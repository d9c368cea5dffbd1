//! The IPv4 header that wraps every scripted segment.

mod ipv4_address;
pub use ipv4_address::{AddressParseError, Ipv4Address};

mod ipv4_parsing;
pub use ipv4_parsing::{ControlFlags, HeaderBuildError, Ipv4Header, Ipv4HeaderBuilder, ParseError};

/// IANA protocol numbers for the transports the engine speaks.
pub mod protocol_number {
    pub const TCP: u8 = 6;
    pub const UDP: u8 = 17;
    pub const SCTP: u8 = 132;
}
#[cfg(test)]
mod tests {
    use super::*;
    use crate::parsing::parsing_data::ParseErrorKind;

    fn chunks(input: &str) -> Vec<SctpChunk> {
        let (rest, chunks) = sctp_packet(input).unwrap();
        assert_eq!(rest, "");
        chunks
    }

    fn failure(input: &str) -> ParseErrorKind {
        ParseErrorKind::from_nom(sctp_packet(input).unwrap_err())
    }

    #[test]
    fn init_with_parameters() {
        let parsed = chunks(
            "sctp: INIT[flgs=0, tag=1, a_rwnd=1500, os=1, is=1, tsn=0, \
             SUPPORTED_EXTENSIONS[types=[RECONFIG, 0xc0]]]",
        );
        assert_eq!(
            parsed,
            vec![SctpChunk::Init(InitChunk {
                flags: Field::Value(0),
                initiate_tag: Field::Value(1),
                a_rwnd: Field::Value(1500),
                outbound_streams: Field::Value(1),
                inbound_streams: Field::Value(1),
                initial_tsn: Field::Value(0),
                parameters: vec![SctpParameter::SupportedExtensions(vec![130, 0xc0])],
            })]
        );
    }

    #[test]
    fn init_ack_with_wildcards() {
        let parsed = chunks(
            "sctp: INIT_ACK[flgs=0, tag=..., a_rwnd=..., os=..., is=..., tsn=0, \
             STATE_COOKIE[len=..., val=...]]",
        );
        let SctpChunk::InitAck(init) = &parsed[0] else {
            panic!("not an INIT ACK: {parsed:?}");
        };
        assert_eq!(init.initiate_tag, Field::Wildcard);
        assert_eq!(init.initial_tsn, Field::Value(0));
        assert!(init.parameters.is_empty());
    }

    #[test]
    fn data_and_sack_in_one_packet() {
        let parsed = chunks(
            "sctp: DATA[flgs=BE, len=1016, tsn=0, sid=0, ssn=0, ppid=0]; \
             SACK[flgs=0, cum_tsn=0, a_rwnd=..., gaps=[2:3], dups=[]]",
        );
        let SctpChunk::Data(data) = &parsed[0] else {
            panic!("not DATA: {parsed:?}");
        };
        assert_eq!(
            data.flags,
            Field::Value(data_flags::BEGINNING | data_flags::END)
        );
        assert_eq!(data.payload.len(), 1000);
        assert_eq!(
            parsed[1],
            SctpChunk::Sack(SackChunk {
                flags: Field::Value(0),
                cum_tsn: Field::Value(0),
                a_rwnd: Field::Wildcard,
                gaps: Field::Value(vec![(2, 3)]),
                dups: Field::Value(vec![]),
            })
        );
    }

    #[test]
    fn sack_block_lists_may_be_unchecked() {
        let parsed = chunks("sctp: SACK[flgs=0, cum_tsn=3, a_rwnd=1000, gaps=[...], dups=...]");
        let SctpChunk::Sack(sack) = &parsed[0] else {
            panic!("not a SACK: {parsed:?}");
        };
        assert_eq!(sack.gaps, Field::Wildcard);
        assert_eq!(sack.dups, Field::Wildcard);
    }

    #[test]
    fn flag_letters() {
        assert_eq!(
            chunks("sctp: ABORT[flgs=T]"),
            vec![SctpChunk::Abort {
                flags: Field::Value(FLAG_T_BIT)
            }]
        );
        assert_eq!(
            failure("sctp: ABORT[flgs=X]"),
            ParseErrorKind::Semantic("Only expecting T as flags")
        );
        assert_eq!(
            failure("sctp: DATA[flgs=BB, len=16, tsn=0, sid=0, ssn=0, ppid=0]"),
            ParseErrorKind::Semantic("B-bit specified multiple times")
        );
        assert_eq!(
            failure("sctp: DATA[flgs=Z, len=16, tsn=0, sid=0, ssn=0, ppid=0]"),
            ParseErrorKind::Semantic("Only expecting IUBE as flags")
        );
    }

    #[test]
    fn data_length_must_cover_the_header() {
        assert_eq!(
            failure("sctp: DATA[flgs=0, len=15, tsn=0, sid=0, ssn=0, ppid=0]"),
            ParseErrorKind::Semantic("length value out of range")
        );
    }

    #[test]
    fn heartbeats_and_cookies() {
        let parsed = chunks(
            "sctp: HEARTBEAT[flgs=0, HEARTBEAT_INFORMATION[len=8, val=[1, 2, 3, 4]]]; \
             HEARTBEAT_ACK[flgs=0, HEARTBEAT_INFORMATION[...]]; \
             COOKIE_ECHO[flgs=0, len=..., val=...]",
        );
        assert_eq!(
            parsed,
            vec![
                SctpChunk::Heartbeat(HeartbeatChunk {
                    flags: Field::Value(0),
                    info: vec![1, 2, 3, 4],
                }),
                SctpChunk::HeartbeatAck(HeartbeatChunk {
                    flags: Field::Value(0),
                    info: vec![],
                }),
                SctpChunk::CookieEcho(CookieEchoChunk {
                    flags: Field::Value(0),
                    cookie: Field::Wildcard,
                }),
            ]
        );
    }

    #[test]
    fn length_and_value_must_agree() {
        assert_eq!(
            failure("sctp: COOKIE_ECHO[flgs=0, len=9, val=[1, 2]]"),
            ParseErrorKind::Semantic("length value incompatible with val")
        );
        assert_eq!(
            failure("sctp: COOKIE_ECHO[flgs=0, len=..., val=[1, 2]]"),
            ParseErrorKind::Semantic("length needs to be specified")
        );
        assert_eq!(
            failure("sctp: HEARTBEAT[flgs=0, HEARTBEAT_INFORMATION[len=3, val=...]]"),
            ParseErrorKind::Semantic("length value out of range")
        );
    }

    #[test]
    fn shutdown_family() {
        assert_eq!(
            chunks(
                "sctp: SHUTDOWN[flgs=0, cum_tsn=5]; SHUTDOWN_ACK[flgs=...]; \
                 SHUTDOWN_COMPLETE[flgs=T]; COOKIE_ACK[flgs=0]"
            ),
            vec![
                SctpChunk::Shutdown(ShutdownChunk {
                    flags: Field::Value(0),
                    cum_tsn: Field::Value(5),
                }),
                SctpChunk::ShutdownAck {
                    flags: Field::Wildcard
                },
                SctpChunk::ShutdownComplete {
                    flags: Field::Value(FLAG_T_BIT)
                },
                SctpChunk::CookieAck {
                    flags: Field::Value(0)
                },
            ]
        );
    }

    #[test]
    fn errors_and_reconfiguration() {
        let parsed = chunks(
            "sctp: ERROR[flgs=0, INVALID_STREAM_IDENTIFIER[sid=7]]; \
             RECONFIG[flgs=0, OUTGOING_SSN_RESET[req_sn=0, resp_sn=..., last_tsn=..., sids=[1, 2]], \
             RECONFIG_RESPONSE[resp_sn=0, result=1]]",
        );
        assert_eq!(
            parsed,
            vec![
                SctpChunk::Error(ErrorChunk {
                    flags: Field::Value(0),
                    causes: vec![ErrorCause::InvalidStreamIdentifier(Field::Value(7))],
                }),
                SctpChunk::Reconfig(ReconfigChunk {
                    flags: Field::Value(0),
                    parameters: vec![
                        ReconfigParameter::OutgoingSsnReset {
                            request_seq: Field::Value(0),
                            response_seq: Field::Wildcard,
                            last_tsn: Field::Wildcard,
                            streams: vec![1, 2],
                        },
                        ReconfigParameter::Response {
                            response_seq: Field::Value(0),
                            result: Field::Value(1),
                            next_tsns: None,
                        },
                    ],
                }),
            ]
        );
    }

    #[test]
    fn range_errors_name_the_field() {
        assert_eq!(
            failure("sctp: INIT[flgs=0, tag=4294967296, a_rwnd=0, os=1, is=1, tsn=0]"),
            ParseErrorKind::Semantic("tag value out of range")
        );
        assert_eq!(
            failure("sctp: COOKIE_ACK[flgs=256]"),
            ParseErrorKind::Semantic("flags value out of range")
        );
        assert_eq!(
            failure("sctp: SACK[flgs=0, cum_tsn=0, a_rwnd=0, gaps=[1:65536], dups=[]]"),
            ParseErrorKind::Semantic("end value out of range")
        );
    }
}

> **Work order**
Scan each line of the entries above for the word "ReconfigParameter" and report how many lines contain it, with nothing else.

> **Response to the task**
2